Excellent shots Tony!!


----------



## Rocketeer (Dec 31, 2011)

Did you see the lovely Bf109 grip!!


----------



## Aaron Brooks Wolters (Dec 31, 2011)

Yessir, I did. I take it your sorta kinda fond of that little piece of history.


----------



## Geedee (Dec 31, 2011)

.


----------



## Rocketeer (Dec 31, 2011)

I love those grips Aaron! I first saw it about 20 years ago in a store room and suggested they put it on display!! It is the best (probably never fitted) condition KG12 I have ever seen....I prefer mine as it has 5 kill marks.

I have been wondering how we (as a forum) could establish an online museum of our stuff...!!


----------



## Crimea_River (Dec 31, 2011)

Tony, Gary, great stuff and thanks for posting!


----------



## Geedee (Jan 2, 2012)

.


----------



## T Bolt (Jan 2, 2012)

Great pictures guys, even with the bad lighting and restrictions.


Rocketeer said:


> I have been wondering how we (as a forum) could establish an online museum of our stuff...!!


Not a bad idea. I have quite a bit of stuff I could post.


----------



## Geedee (Jan 2, 2012)

.


----------



## Gnomey (Jan 2, 2012)

Nice shots Gary!


----------



## Airframes (Jan 2, 2012)

Good stuff Gary. Am I right in thinking that the 'Huey' is the one captured in the Falklands, once registered G-HUEY ?


----------



## Rocketeer (Jan 2, 2012)

Nope Terry....G-HUEY is (or was recently) still flying


----------



## Airframes (Jan 2, 2012)

Thanks Tony. Wasn't sure about the regn., although I think from memory the AAC Museums bird was captured in the Falklands.


----------



## Aaron Brooks Wolters (Jan 2, 2012)

Tony, we could start a thread and have one of the mods Sticky it so anyone who had material could post shots of it. We'd have to make sure the shots looked good and you could see the object in question. Just an idea. Oh, and excellent shots Gary! The glider shots looked like the lighting was a bear!. Good job!


----------



## Capt. Vick (Jan 3, 2012)

Great photos Gary, dispite the lighting


----------



## Rocketeer (Jan 3, 2012)

Sounds good Aaron


----------



## vikingBerserker (Jan 3, 2012)

Those are great shots


----------



## pbfoot (Jan 6, 2012)

Geedee said:


> Had no-idea that a glider had been towed across the Pond...and back in '43 to boot !
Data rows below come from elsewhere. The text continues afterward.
//! Event filtering
//!
//! Decides which events continue down the pipeline: a position window, a lazy
//! datetime window, and allow-lists for databases, tables and row-change
//! kinds. The stop bounds are terminal — once the stream is past them there
//! is nothing left to accept.

use crate::binlog::event::RowKind;
use crate::common::position::LogPosition;

/// Outcome of a filter check.
#[derive(Debug, Clone, Copy, PartialEq, Eq)]
pub enum FilterDecision {
    Accept,
    /// Skip this event, keep reading
    SkipContinue,
    /// Skip this event and end the stream
    SkipTerminal,
}

/// Compiled event filter.
#[derive(Debug, Clone, Default)]
pub struct EventFilter {
    pub start_position: Option<LogPosition>,
    pub stop_position: Option<LogPosition>,
    /// Unix seconds, inclusive lower bound
    pub start_datetime: Option<u32>,
    /// Unix seconds, exclusive upper bound
    pub stop_datetime: Option<u32>,
    /// Empty = all databases
    pub databases: Vec<String>,
    /// Empty = all tables
    pub tables: Vec<String>,
    /// Empty = all row kinds
    pub row_kinds: Vec<RowKind>,
}

impl EventFilter {
    /// Window check against an event's header data. Events whose timestamp
    /// precedes the start datetime are skipped but the stream keeps going;
    /// once the stop datetime or stop position is reached the stream is done.
    /// Stop bounds are exclusive: an event sitting exactly on one is dropped.
    pub fn check_window(&self, timestamp: u32, position: &LogPosition) -> FilterDecision {
        if let Some(stop) = self.stop_datetime {
            // Rotate/format events carry timestamp 0; never terminate on them.
            if timestamp != 0 && timestamp >= stop {
                return FilterDecision::SkipTerminal;
            }
        }
        if let Some(ref stop) = self.stop_position {
            if position >= stop {
                return FilterDecision::SkipTerminal;
            }
        }
        if let Some(start) = self.start_datetime {
            if timestamp != 0 && timestamp < start {
                return FilterDecision::SkipContinue;
            }
        }
        if let Some(ref start) = self.start_position {
            if position < start {
                return FilterDecision::SkipContinue;
            }
        }
        FilterDecision::Accept
    }

    /// Database/table allow-list check.
    pub fn accepts_table(&self, database: &str, table: &str) -> bool {
        if !self.databases.is_empty() && !self.databases.iter().any(|d| d == database) {
            return false;
        }
        if !self.tables.is_empty() && !self.tables.iter().any(|t| t == table) {
            return false;
        }
        true
    }

    /// Row-kind allow-list check. Applies to row events only; statement
    /// events always pass so transaction tracking and statistics stay whole.
    pub fn accepts_kind(&self, kind: RowKind) -> bool {
        self.row_kinds.is_empty() || self.row_kinds.contains(&kind)
    }
}
//! Replication-stream event source
//!
//! Attaches to a live server as a replica and yields the same decoded event
//! stream the file source does. Session and network failures are fatal to
//! the stream; there is no automatic reconnect.

use async_trait::async_trait;
use tracing::{debug, info};

use crate::binlog::decoder::BinlogDecoder;
use crate::binlog::event::BinlogEvent;
use crate::common::error::Result;
use crate::common::position::LogPosition;
use crate::source::protocol::BinlogClient;
use crate::source::{EventSource, SourcedEvent, StopBound};

/// Connection settings for the replication session.
#[derive(Clone)]
pub struct ReplicationConfig {
    pub host: String,
    pub port: u16,
    pub user: String,
    pub password: String,
    /// Replica identity; must be unique among the server's replicas.
    pub server_id: u32,
    pub start: LogPosition,
    pub stop: StopBound,
}

impl std::fmt::Debug for ReplicationConfig {
    fn fmt(&self, f: &mut std::fmt::Formatter<'_>) -> std::fmt::Result {
        f.debug_struct("ReplicationConfig")
            .field("host", &self.host)
            .field("port", &self.port)
            .field("user", &self.user)
            .field("password", &"[REDACTED]")
            .field("server_id", &self.server_id)
            .field("start", &self.start)
            .field("stop", &self.stop)
            .finish()
    }
}

/// Live replication event source.
pub struct ReplicationSource {
    client: BinlogClient,
    decoder: BinlogDecoder,
    segment: String,
    stop: StopBound,
    first_event: bool,
    done: bool,
}

impl ReplicationSource {
    /// Connect, register as a replica and start the dump.
    pub async fn connect(config: ReplicationConfig) -> Result<Self> {
        let mut client =
            BinlogClient::connect(&config.host, config.port, &config.user, &config.password)
                .await?;

        // Servers with binlog checksums refuse a dump unless the replica
        // declares it can handle them.
        client
            .execute("SET @master_binlog_checksum= @@global.binlog_checksum")
            .await?;
        client.register_replica(config.server_id, 0).await?;
        client.start_dump(config.server_id, &config.start).await?;

        info!(
            server_id = config.server_id,
            start = %config.start,
            "replication session established"
        );
        Ok(Self {
            client,
            decoder: BinlogDecoder::new(),
            segment: config.start.segment,
            stop: config.stop,
            first_event: true,
            done: false,
        })
    }
}

#[async_trait]
impl EventSource for ReplicationSource {
    async fn next_event(&mut self) -> Result<Option<SourcedEvent>> {
        loop {
            if self.done {
                return Ok(None);
            }
            let Some(frame) = self.client.next_event_frame().await? else {
                self.done = true;
                return Ok(None);
            };
            let (header, event) = match self.decoder.decode(&frame) {
                Ok(decoded) => decoded,
                Err(e) => {
                    self.done = true;
                    return Err(e);
                }
            };

            if let BinlogEvent::Rotate(rotate) = &event {
                // The server opens the stream with a synthetic rotate naming
                // the current segment; only rotations after that end a
                // single-segment session.
                if !self.first_event && !self.stop.follow_segments {
                    debug!(segment = %self.segment, "rotation ends single-segment session");
                    self.done = true;
                    return Ok(None);
                }
                if self.segment != rotate.next_segment {
                    info!(segment = %rotate.next_segment, "segment rotated");
                }
                self.segment = rotate.next_segment.clone();
            }
            self.first_event = false;

            let sourced = SourcedEvent {
                segment: self.segment.clone(),
                header,
                event,
            };
            let position = sourced.position();
            if self.stop.reached(&position) {
                info!(%position, "stop position reached, ending replication stream");
                self.done = true;
                return Ok(None);
            }
            return Ok(Some(sourced));
        }
    }
}
//! Versioned table definitions: the store synthesis resolves against, the
//! `information_schema` loader, and the persisted JSON snapshot.

pub mod catalog;
pub mod snapshot;
pub mod store;
pub mod version;

pub use catalog::{Catalog, CatalogConfig};
pub use store::SchemaStore;
pub use version::{DdlPosition, FieldInfo, KeyInfo, SchemaVersion};
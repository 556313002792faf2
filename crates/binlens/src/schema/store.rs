//! Schema version store
//!
//! Answers "what did table T look like at position P". Populated once before
//! synthesis starts; afterwards it is shared behind an `Arc` and read
//! concurrently without locking.
//!
//! Resolution walks the table's versions linearly for the greatest tagged
//! position at or before the query position. Fine at realistic per-table DDL
//! counts; a sorted list with binary search is the upgrade path if a table
//! ever accumulates thousands of versions.

use std::collections::HashMap;

use crate::common::position::LogPosition;
use crate::schema::version::SchemaVersion;

/// Map key for a table identity.
pub fn table_key(database: &str, table: &str) -> String {
    format!("{database}.{table}")
}

/// All known schema versions, keyed by table identity then DDL position.
#[derive(Debug, Default)]
pub struct SchemaStore {
    tables: HashMap<String, HashMap<String, SchemaVersion>>,
}

impl SchemaStore {
    pub fn new() -> Self {
        Self::default()
    }

    /// Insert or replace a version.
    pub fn insert(&mut self, version: SchemaVersion) {
        let tb_key = table_key(&version.database, &version.table);
        self.tables
            .entry(tb_key)
            .or_default()
            .insert(version.ddl.key(), version);
    }

    /// Merge another store in; the other side wins on key collisions.
    pub fn merge(&mut self, other: SchemaStore) {
        for (tb_key, versions) in other.tables {
            let entry = self.tables.entry(tb_key).or_default();
            for (pos_key, version) in versions {
                entry.insert(pos_key, version);
            }
        }
    }

    pub fn contains_table(&self, database: &str, table: &str) -> bool {
        self.tables.contains_key(&table_key(database, table))
    }

    pub fn is_empty(&self) -> bool {
        self.tables.is_empty()
    }

    pub fn table_count(&self) -> usize {
        self.tables.len()
    }

    /// Version active for `database.table` at `position`: the one with the
    /// greatest tagged position at or before it, else the baseline. `None`
    /// only when the table is unknown altogether (dropped or never loaded).
    pub fn resolve(
        &self,
        database: &str,
        table: &str,
        position: &LogPosition,
    ) -> Option<&SchemaVersion> {
        let versions = self.tables.get(&table_key(database, table))?;

        let mut best: Option<&SchemaVersion> = None;
        for version in versions.values() {
            if version.ddl.is_baseline() {
                continue;
            }
            let tagged = version.ddl.position();
            if tagged <= *position && best.map_or(true, |b| b.ddl.position() < tagged) {
                best = Some(version);
            }
        }

        best.or_else(|| versions.values().find(|v| v.ddl.is_baseline()))
    }

    /// Raw access for snapshot serialization.
    pub fn versions(&self) -> &HashMap<String, HashMap<String, SchemaVersion>> {
        &self.tables
    }
}

#[cfg(test)]
mod tests {
    use super::*;
    use crate::schema::version::{DdlPosition, FieldInfo};

    fn tagged_version(table: &str, segment: &str, offset: u64, marker: &str) -> SchemaVersion {
        SchemaVersion {
            database: "shop".into(),
            table: table.into(),
            columns: vec![FieldInfo::new(marker, "int")],
            primary_key: vec![],
            unique_keys: vec![],
            ddl: DdlPosition {
                segment: segment.into(),
                start_offset: offset,
                stop_offset: offset + 100,
                statement: format!("alter table {table} add column {marker} int"),
            },
        }
    }

    fn baseline_version(table: &str) -> SchemaVersion {
        let mut v = SchemaVersion::baseline("shop", table);
        v.columns = vec![FieldInfo::new("base", "int")];
        v
    }

    #[test]
    fn test_resolve_picks_greatest_version_at_or_before() {
        let mut store = SchemaStore::new();
        store.insert(baseline_version("t"));
        store.insert(tagged_version("t", "mysql-bin.000001", 100, "v1"));
        store.insert(tagged_version("t", "mysql-bin.000001", 500, "v2"));

        let at = |offset| LogPosition::new("mysql-bin.000001", offset);

        let v = store.resolve("shop", "t", &at(300)).unwrap();
        assert_eq!(v.columns[0].name, "v1");

        // a version tagged exactly at the query position is active
        let v = store.resolve("shop", "t", &at(500)).unwrap();
        assert_eq!(v.columns[0].name, "v2");

        let v = store.resolve("shop", "t", &at(50)).unwrap();
        assert_eq!(v.columns[0].name, "base");

        let v = store
            .resolve("shop", "t", &LogPosition::new("mysql-bin.000002", 4))
            .unwrap();
        assert_eq!(v.columns[0].name, "v2");
    }

    #[test]
    fn test_resolve_unknown_table_is_not_an_error_shape() {
        let store = SchemaStore::new();
        assert!(store
            .resolve("shop", "ghost", &LogPosition::new("mysql-bin.000001", 4))
            .is_none());
    }

    #[test]
    fn test_merge_overwrites_collisions() {
        let mut a = SchemaStore::new();
        a.insert(baseline_version("t"));

        let mut replacement = baseline_version("t");
        replacement.columns = vec![FieldInfo::new("fresh", "int")];
        let mut b = SchemaStore::new();
        b.insert(replacement);

        a.merge(b);
        let v = a
            .resolve("shop", "t", &LogPosition::new("mysql-bin.000001", 4))
            .unwrap();
        assert_eq!(v.columns[0].name, "fresh");
        assert_eq!(a.table_count(), 1);
    }
}
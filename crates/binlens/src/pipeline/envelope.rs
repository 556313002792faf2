//! Pipeline records
//!
//! [`EventEnvelope`] is the unit of work handed to SQL synthesis: one
//! accepted row-change event, fully resolved and stamped with its admission
//! sequence. [`StatsRecord`] is the lighter sibling every accepted event
//! produces for the statistics stream. Both are created once by the
//! classifier and never mutated afterwards.

use crate::binlog::event::{RowImage, RowKind};
use crate::common::position::LogPosition;
use crate::common::transaction::TrxStatus;

/// One admitted row-change event, ready for SQL synthesis.
#[derive(Debug, Clone)]
pub struct EventEnvelope {
    /// Strictly increasing admission index, assigned by the classifier.
    pub sequence: u64,
    /// End position of the event.
    pub position: LogPosition,
    /// Offset of the most recent preceding table-map event. Row events
    /// depend on that structural declaration, so replay must start there,
    /// not at the row event's own offset.
    pub start_offset: u64,
    pub database: String,
    pub table: String,
    pub kind: RowKind,
    pub rows: Vec<RowImage>,
    /// Affected rows; updates count image pairs, not raw tuples.
    pub row_count: u64,
    pub timestamp: u32,
    pub trx_index: u64,
    pub trx_status: TrxStatus,
}

/// What a statistics record describes.
#[derive(Debug, Clone, Copy, PartialEq, Eq)]
pub enum StatKind {
    Insert,
    Update,
    Delete,
    Query,
}

impl From<RowKind> for StatKind {
    fn from(kind: RowKind) -> Self {
        match kind {
            RowKind::Insert => StatKind::Insert,
            RowKind::Update => StatKind::Update,
            RowKind::Delete => StatKind::Delete,
        }
    }
}

/// One entry of the statistics stream.
#[derive(Debug, Clone)]
pub struct StatsRecord {
    pub timestamp: u32,
    pub segment: String,
    pub start_offset: u64,
    pub stop_offset: u64,
    pub database: String,
    pub table: String,
    pub kind: StatKind,
    pub row_count: u64,
    /// Statement text, only carried for `StatKind::Query`.
    pub query: String,
}

/// Finished SQL for one envelope, in admission order.
#[derive(Debug, Clone)]
pub struct SqlBatch {
    pub statements: Vec<String>,
    pub database: String,
    pub table: String,
    pub segment: String,
    pub start_offset: u64,
    pub stop_offset: u64,
    pub timestamp: u32,
    pub trx_index: u64,
}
I found this on another forum and hence saved me typing it out from the book I snagged from Library


Squadron Leader (later Wing Commander) F.M. Gobeil provided a very detailed (and funny) account of this glider flight in the Spring 1976 issue of Journal of the Canadian Aviation Historical Society. 

The following is an excerpt from my book, "Not in the Face of the Enemy: Canadians Awarded the Air Force Cross and Air Force Medal, 1918-1966"

In the winter of 1942-1943 the Air Officer Commanding, Ferry Command, Air Chief Marshal Sir Frederick Bowhill conceived the idea of delivering supplies to Britain aboard gliders towed across the North Atlantic. A team assembled at Dorval to test his idea, using a Douglas Dakota as towplane and a Waco CG-4A cargo glider. Considerable investigative work was done beforehand; the glider was towed with various loads; then long-range tows were flown between Dorval and North Bay (a round-trip on April 23, 1943), Dorval to Houlton, Maine, then between Dorval and Goose Bay, and finally from Dorval to Nassau and return (May 7 to 9, 1943). New records for distances flown under tow were set - 1,187 miles on a return leg between Nassau and Richmond, Virginia - and approval was given for the Atlantic attempt.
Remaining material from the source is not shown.